Lorsque que le 28e régiment d'infanterie des sergents Sebastian Crane et Vincent Price, jeunes américains engagés volontaires, rejoint la 1e Division d'Infanterie Américaine sur le front de la Somme, cette dernière est stationnée à proximité d'un saillant dans les lignes alliées défendu par deux bataillons de réserve allemands.

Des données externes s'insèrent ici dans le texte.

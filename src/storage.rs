use crate::error::LoadError;
use crate::models::{Item, ItemFields, PlacedCircle};
use anyhow::{Context, Result};
use csv::{ReaderBuilder, WriterBuilder};
use log::{info, warn};
use serde_json::{Map, Value};
use std::fs::File;
use std::io::Write;
use std::path::Path;

/// Load items from `.csv` (header row) or `.json`, mapping columns/keys via `fields`.
///
/// JSON input is either an array of objects or an object holding such an array
/// under `data` or `items`. Values may be numbers or numeric strings. Rows with an
/// empty id, or whose value does not parse, are skipped with a warning.
pub fn load_items<P: AsRef<Path>>(path: P, fields: &ItemFields) -> Result<Vec<Item>> {
    let path = path.as_ref();
    let ext = path
        .extension()
        .and_then(|e| e.to_str())
        .unwrap_or("")
        .to_ascii_lowercase();
    let items = match ext.as_str() {
        "csv" => {
            let file = File::open(path).with_context(|| format!("opening {}", path.display()))?;
            read_csv(file, fields)?
        }
        "json" => {
            let text = std::fs::read_to_string(path)
                .with_context(|| format!("reading {}", path.display()))?;
            let v: Value = serde_json::from_str(&text)
                .with_context(|| format!("parsing {}", path.display()))?;
            items_from_json(&v, fields)?
        }
        other => return Err(LoadError::UnsupportedFormat(other.to_string()).into()),
    };
    info!("loaded {} items from {}", items.len(), path.display());
    Ok(items)
}

/// Read items from CSV data with a header row.
pub fn read_csv<R: std::io::Read>(reader: R, fields: &ItemFields) -> Result<Vec<Item>> {
    let mut rdr = ReaderBuilder::new().trim(csv::Trim::All).from_reader(reader);
    let headers = rdr.headers()?.clone();
    let available = || headers.iter().collect::<Vec<_>>().join(", ");
    let column = |role: &'static str, name: &str| -> Result<usize, LoadError> {
        headers
            .iter()
            .position(|h| h == name)
            .ok_or_else(|| LoadError::FieldMapping {
                role,
                name: name.to_string(),
                available: available(),
            })
    };
    let id_col = column("id", &fields.id)?;
    let value_col = column("value", &fields.value)?;
    // Optional columns are simply absent when missing.
    let color_col = fields
        .color
        .as_deref()
        .and_then(|n| headers.iter().position(|h| h == n));
    let icon_col = fields
        .icon
        .as_deref()
        .and_then(|n| headers.iter().position(|h| h == n));

    let mut out = Vec::new();
    for (row, record) in rdr.records().enumerate() {
        let record = record?;
        let id = record.get(id_col).unwrap_or("").to_string();
        if id.is_empty() {
            warn!("row {}: skipping row without an id", row + 1);
            continue;
        }
        let raw = record.get(value_col).unwrap_or("");
        let Some(value) = parse_number(raw) else {
            warn!("row {}: skipping {:?}, unparseable value {:?}", row + 1, id, raw);
            continue;
        };
        let opt = |col: Option<usize>| {
            col.and_then(|c| record.get(c))
                .filter(|s| !s.is_empty())
                .map(str::to_string)
        };
        out.push(Item {
            id,
            value,
            color: opt(color_col),
            icon: opt(icon_col),
        });
    }
    Ok(out)
}

/// Map a parsed JSON payload onto items.
pub fn items_from_json(v: &Value, fields: &ItemFields) -> Result<Vec<Item>> {
    let rows = match v {
        Value::Array(rows) => rows,
        Value::Object(obj) => obj
            .get("data")
            .or_else(|| obj.get("items"))
            .and_then(Value::as_array)
            .ok_or(LoadError::JsonShape)?,
        _ => return Err(LoadError::JsonShape.into()),
    };
    let objects: Vec<&Map<String, Value>> = rows
        .iter()
        .map(|r| r.as_object().ok_or(LoadError::JsonShape))
        .collect::<Result<_, _>>()?;

    // The mapping must resolve on at least one row, otherwise it is wrong rather than sparse.
    for (role, name) in [("id", &fields.id), ("value", &fields.value)] {
        if !objects.is_empty() && !objects.iter().any(|o| o.contains_key(name)) {
            let mut keys: Vec<&str> = objects[0].keys().map(String::as_str).collect();
            keys.sort_unstable();
            return Err(LoadError::FieldMapping {
                role,
                name: name.clone(),
                available: keys.join(", "),
            }
            .into());
        }
    }

    let mut out = Vec::new();
    for (row, obj) in objects.iter().enumerate() {
        let id = match obj.get(&fields.id) {
            Some(Value::String(s)) => s.clone(),
            Some(Value::Null) | None => String::new(),
            Some(other) => other.to_string(),
        };
        if id.is_empty() {
            warn!("row {}: skipping row without an id", row + 1);
            continue;
        }
        let value = match obj.get(&fields.value) {
            Some(Value::Number(n)) => n.as_f64(),
            Some(Value::String(s)) => parse_number(s),
            _ => None,
        };
        let Some(value) = value else {
            warn!("row {}: skipping {:?}, missing or unparseable value", row + 1, id);
            continue;
        };
        let opt = |key: &Option<String>| {
            key.as_ref()
                .and_then(|k| obj.get(k))
                .and_then(Value::as_str)
                .filter(|s| !s.is_empty())
                .map(str::to_string)
        };
        out.push(Item {
            id,
            value,
            color: opt(&fields.color),
            icon: opt(&fields.icon),
        });
    }
    Ok(out)
}

/// Keep items with a positive, finite value. Returns the kept items and how many were removed.
pub fn positive_items(items: Vec<Item>) -> (Vec<Item>, usize) {
    let before = items.len();
    let kept: Vec<Item> = items
        .into_iter()
        .filter(|i| i.value.is_finite() && i.value > 0.0)
        .collect();
    let removed = before - kept.len();
    (kept, removed)
}

/// Numbers may carry grouping commas or underscores (`"1,200"`).
fn parse_number(s: &str) -> Option<f64> {
    let cleaned: String = s.trim().chars().filter(|c| *c != ',' && *c != '_').collect();
    if cleaned.is_empty() {
        return None;
    }
    cleaned.parse::<f64>().ok()
}

/// Prefix text cells that a spreadsheet would evaluate as a formula.
fn csv_safe(s: &str) -> String {
    if s.starts_with(['=', '+', '-', '@']) {
        format!("'{s}")
    } else {
        s.to_string()
    }
}

/// Save placements as CSV with header.
pub fn save_csv<P: AsRef<Path>>(circles: &[PlacedCircle], path: P) -> Result<()> {
    let mut wtr = WriterBuilder::new().from_path(path)?;
    wtr.serialize((
        "id", "value", "x", "y", "radius", "area", "order", "clamped", "color", "icon",
    ))?;
    for c in circles {
        wtr.serialize((
            csv_safe(&c.id),
            c.value,
            c.x,
            c.y,
            c.radius,
            c.area,
            c.order,
            c.clamped,
            c.color.as_deref().map(csv_safe),
            c.icon.as_deref().map(csv_safe),
        ))?;
    }
    wtr.flush()?;
    Ok(())
}

/// Save placements as pretty JSON array.
pub fn save_json<P: AsRef<Path>>(circles: &[PlacedCircle], path: P) -> Result<()> {
    let mut f = File::create(path)?;
    let s = serde_json::to_string_pretty(circles)?;
    f.write_all(s.as_bytes())?;
    Ok(())
}

#[cfg(test)]
mod tests {
    use super::*;

    #[test]
    fn parses_grouped_numbers() {
        assert_eq!(parse_number(" 1,200 "), Some(1200.0));
        assert_eq!(parse_number("3.5"), Some(3.5));
        assert_eq!(parse_number(""), None);
        assert_eq!(parse_number("n/a"), None);
    }

    #[test]
    fn csv_mapping_with_custom_columns() {
        let data = "category,amount,fill\nA,10,#ff0000\nB,oops,\nC,2.5,\n";
        let fields = ItemFields {
            id: "category".into(),
            value: "amount".into(),
            color: Some("fill".into()),
            icon: None,
        };
        let items = read_csv(data.as_bytes(), &fields).unwrap();
        assert_eq!(items.len(), 2);
        assert_eq!(items[0], Item::new("A", 10.0).with_color("#ff0000"));
        assert_eq!(items[1], Item::new("C", 2.5));
    }

    #[test]
    fn rows_without_an_id_are_skipped() {
        let v = serde_json::json!([
            {"id": null, "value": 1},
            {"value": 2},
            {"id": "", "value": 3},
            {"id": "kept", "value": 4}
        ]);
        let items = items_from_json(&v, &ItemFields::default()).unwrap();
        assert_eq!(items, vec![Item::new("kept", 4.0)]);

        let data = "id,value\n,1\n  ,2\nkept,4\n";
        let items = read_csv(data.as_bytes(), &ItemFields::default()).unwrap();
        assert_eq!(items, vec![Item::new("kept", 4.0)]);
    }

    #[test]
    fn positive_filter_counts_removed() {
        let items = vec![
            Item::new("a", 1.0),
            Item::new("b", 0.0),
            Item::new("c", -3.0),
            Item::new("d", f64::NAN),
        ];
        let (kept, removed) = positive_items(items);
        assert_eq!(kept.len(), 1);
        assert_eq!(removed, 3);
    }
}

Ce sera, pour nos futurs investigateurs, le début d'une longue et périlleuse aventure, alors qu’ils tenteront de déjouer les machinations ourdies par un être de destruction et de duplicité, déité aux mille visages dont le travail est à l'œuvre partout, sous-terrain, sous-jacent, mais sans cesse recommencé. Secondé par son plus fidèle serviteur, dont il a corrompu le corps aussi bien que l'âme, et qui, tel un messie rédempteur, prêchera bientôt la création d’un nouvel ordre mondial, ils n’auront d’autre choix que de rejoindre un mystérieux ordre hermétique voué à l’étude de réalités qui vont bien au-delà de notre monde illusoire et de tenter, entourés de leurs nouveaux camarades, d’empêcher l’irrémédiable.